*EXERCISE REQUIREMENTS*
Send back every record exactly.

*DATA EXTRACTS*
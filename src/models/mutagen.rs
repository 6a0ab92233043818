use super::{Gene, RoutingMode};
use rand::Rng;
use serde::{Deserialize, Serialize};
use std::ops::Range;

/// Range a mutated weight is redrawn from.
///
/// Wider than the `[0, 1)` range genes start from, so a single mutation can
/// pull a large share of traffic onto one path.
pub const MUTATION_WEIGHT_RANGE: Range<f64> = 0.0..2.0;

// ============================================================
// MutationRate
// ============================================================
/// Probability that a gene is mutated during one call to `Chromosome::mutate`.
#[derive(Debug, Clone, Copy, PartialEq, Serialize, Deserialize)]
#[serde(try_from = "f64", into = "f64")]
pub struct MutationRate(f64);

#[derive(Debug, thiserror::Error, PartialEq)]
#[error("mutation_rate must be between 0.0 and 1.0, got: {0}")]
pub struct MutationRateOutOfRange(f64);

impl MutationRate {
    pub fn new(value: f64) -> Result<Self, MutationRateOutOfRange> {
        if !(0.0..=1.0).contains(&value) {
            return Err(MutationRateOutOfRange(value));
        }

        Ok(Self(value))
    }

    pub fn value(&self) -> f64 {
        self.0
    }
}

impl TryFrom<f64> for MutationRate {
    type Error = MutationRateOutOfRange;

    fn try_from(value: f64) -> Result<Self, Self::Error> {
        Self::new(value)
    }
}

impl From<MutationRate> for f64 {
    fn from(rate: MutationRate) -> Self {
        rate.0
    }
}

// ============================================================
// Weight redraw
// ============================================================
/// Overwrites one uniformly chosen weight with a fresh draw from
/// [`MUTATION_WEIGHT_RANGE`] and renormalizes the gene.
pub(crate) fn redraw_weight<R: Rng>(rng: &mut R, gene: &mut Gene, routing: RoutingMode) {
    let index = rng.random_range(0..gene.len());
    gene.weights_mut()[index] = rng.random_range(MUTATION_WEIGHT_RANGE);
    gene.normalize(routing);
}
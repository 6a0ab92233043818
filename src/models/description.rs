use super::{Modularity, Topology, TopologyError};
use serde::Deserialize;
use tracing::instrument;

/// Name-keyed topology as a provider hands it over, typically as JSON.
///
/// ```rust
/// use netcap_ga::models::{Topology, TopologyDescription};
///
/// let description: TopologyDescription = serde_json::from_str(r#"{
///     "modularity": 1.0,
///     "nodes": [
///         { "name": "A", "longitude": 0.0, "latitude": 0.0 },
///         { "name": "B", "longitude": 1.0, "latitude": 1.0 }
///     ],
///     "links": [
///         { "name": "AB", "source": "A", "target": "B",
///           "modules": [{ "capacity": 10.0, "cost": 2.0 }, { "capacity": 40.0, "cost": 5.0 }] }
///     ],
///     "demands": [
///         { "name": "D", "source": "A", "target": "B", "value": 12.0, "paths": [["AB"]] }
///     ]
/// }"#)?;
///
/// let topology = Topology::from_description(description)?;
/// assert_eq!(topology.links()[0].module_capacity(), 40.0);
/// # Ok::<(), Box<dyn std::error::Error>>(())
/// ```
#[derive(Debug, Clone, Deserialize)]
pub struct TopologyDescription {
    pub modularity: Modularity,
    pub nodes: Vec<NodeDescription>,
    pub links: Vec<LinkDescription>,
    pub demands: Vec<DemandDescription>,
}

#[derive(Debug, Clone, Deserialize)]
pub struct NodeDescription {
    pub name: String,
    pub longitude: f64,
    pub latitude: f64,
}

#[derive(Debug, Clone, Deserialize)]
pub struct LinkDescription {
    pub name: String,
    pub source: String,
    pub target: String,
    /// Module types the link can carry. The last one listed is installed.
    pub modules: Vec<ModuleOption>,
}

#[derive(Debug, Clone, Copy, Deserialize)]
pub struct ModuleOption {
    pub capacity: f64,
    pub cost: f64,
}

#[derive(Debug, Clone, Deserialize)]
pub struct DemandDescription {
    pub name: String,
    pub source: String,
    pub target: String,
    pub value: f64,
    #[serde(default)]
    pub max_path_length: Option<usize>,
    /// Candidate paths as link names in travel order.
    pub paths: Vec<Vec<String>>,
}

impl Topology {
    /// Resolves and validates a provider description.
    #[instrument(level = "debug", skip(description), fields(links = description.links.len(), demands = description.demands.len()))]
    pub fn from_description(description: TopologyDescription) -> Result<Self, TopologyError> {
        let mut builder = Topology::builder(description.modularity);

        for node in &description.nodes {
            builder = builder.node(&node.name, node.longitude, node.latitude);
        }

        for link in &description.links {
            let module = link
                .modules
                .last()
                .ok_or_else(|| TopologyError::NoModules(link.name.clone()))?;
            builder = builder.link(&link.name, &link.source, &link.target, module.capacity, module.cost);
        }

        for demand in description.demands {
            builder = builder.demand(
                &demand.name,
                &demand.source,
                &demand.target,
                demand.value,
                demand.max_path_length,
                demand.paths,
            );
        }

        builder.build()
    }
}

*ANSWER SECTION*
filename src/models/mutagen.rs
repository 6a0ab92233043818
use super::{Gene, RoutingMode};
use rand::Rng;
use serde::{Deserialize, Serialize};
use std::ops::Range;

/// Range a mutated weight is redrawn from.
///
/// Wider than the `[0, 1)` range genes start from, so a single mutation can
/// pull a large share of traffic onto one path.
pub const MUTATION_WEIGHT_RANGE: Range<f64> = 0.0..2.0;

// ============================================================
// MutationRate
// ============================================================
/// Probability that a gene is mutated during one call to `Chromosome::mutate`.
#[derive(Debug, Clone, Copy, PartialEq, Serialize, Deserialize)]
#[serde(try_from = "f64", into = "f64")]
pub struct MutationRate(f64);

#[derive(Debug, thiserror::Error, PartialEq)]
#[error("mutation_rate must be between 0.0 and 1.0, got: {0}")]
pub struct MutationRateOutOfRange(f64);

impl MutationRate {
    pub fn new(value: f64) -> Result<Self, MutationRateOutOfRange> {
        if !(0.0..=1.0).contains(&value) {
            return Err(MutationRateOutOfRange(value));
        }

        Ok(Self(value))
    }

    pub fn value(&self) -> f64 {
        self.0
    }
}

impl TryFrom<f64> for MutationRate {
    type Error = MutationRateOutOfRange;

    fn try_from(value: f64) -> Result<Self, Self::Error> {
        Self::new(value)
    }
}

impl From<MutationRate> for f64 {
    fn from(rate: MutationRate) -> Self {
        rate.0
    }
}

// ============================================================
// Weight redraw
// ============================================================
/// Overwrites one uniformly chosen weight with a fresh draw from
/// [`MUTATION_WEIGHT_RANGE`] and renormalizes the gene.
pub(crate) fn redraw_weight<R: Rng>(rng: &mut R, gene: &mut Gene, routing: RoutingMode) {
    let index = rng.random_range(0..gene.len());
    gene.weights_mut()[index] = rng.random_range(MUTATION_WEIGHT_RANGE);
    gene.normalize(routing);
}
repository 6a0ab92233043818
filename src/models/description.rs
use super::{Modularity, Topology, TopologyError};
use serde::Deserialize;
use tracing::instrument;

/// Name-keyed topology as a provider hands it over, typically as JSON.
///
/// ```rust
/// use netcap_ga::models::{Topology, TopologyDescription};
///
/// let description: TopologyDescription = serde_json::from_str(r#"{
///     "modularity": 1.0,
///     "nodes": [
///         { "name": "A", "longitude": 0.0, "latitude": 0.0 },
///         { "name": "B", "longitude": 1.0, "latitude": 1.0 }
///     ],
///     "links": [
///         { "name": "AB", "source": "A", "target": "B",
///           "modules": [{ "capacity": 10.0, "cost": 2.0 }, { "capacity": 40.0, "cost": 5.0 }] }
///     ],
///     "demands": [
///         { "name": "D", "source": "A", "target": "B", "value": 12.0, "paths": [["AB"]] }
///     ]
/// }"#)?;
///
/// let topology = Topology::from_description(description)?;
/// assert_eq!(topology.links()[0].module_capacity(), 40.0);
/// # Ok::<(), Box<dyn std::error::Error>>(())
/// ```
#[derive(Debug, Clone, Deserialize)]
pub struct TopologyDescription {
    pub modularity: Modularity,
    pub nodes: Vec<NodeDescription>,
    pub links: Vec<LinkDescription>,
    pub demands: Vec<DemandDescription>,
}

#[derive(Debug, Clone, Deserialize)]
pub struct NodeDescription {
    pub name: String,
    pub longitude: f64,
    pub latitude: f64,
}

#[derive(Debug, Clone, Deserialize)]
pub struct LinkDescription {
    pub name: String,
    pub source: String,
    pub target: String,
    /// Module types the link can carry. The last one listed is installed.
    pub modules: Vec<ModuleOption>,
}

#[derive(Debug, Clone, Copy, Deserialize)]
pub struct ModuleOption {
    pub capacity: f64,
    pub cost: f64,
}

#[derive(Debug, Clone, Deserialize)]
pub struct DemandDescription {
    pub name: String,
    pub source: String,
    pub target: String,
    pub value: f64,
    #[serde(default)]
    pub max_path_length: Option<usize>,
    /// Candidate paths as link names in travel order.
    pub paths: Vec<Vec<String>>,
}

impl Topology {
    /// Resolves and validates a provider description.
    #[instrument(level = "debug", skip(description), fields(links = description.links.len(), demands = description.demands.len()))]
    pub fn from_description(description: TopologyDescription) -> Result<Self, TopologyError> {
        let mut builder = Topology::builder(description.modularity);

        for node in &description.nodes {
            builder = builder.node(&node.name, node.longitude, node.latitude);
        }

        for link in &description.links {
            let module = link
                .modules
                .last()
                .ok_or_else(|| TopologyError::NoModules(link.name.clone()))?;
            builder = builder.link(&link.name, &link.source, &link.target, module.capacity, module.cost);
        }

        for demand in description.demands {
            builder = builder.demand(
                &demand.name,
                &demand.source,
                &demand.target,
                demand.value,
                demand.max_path_length,
                demand.paths,
            );
        }

        builder.build()
    }
}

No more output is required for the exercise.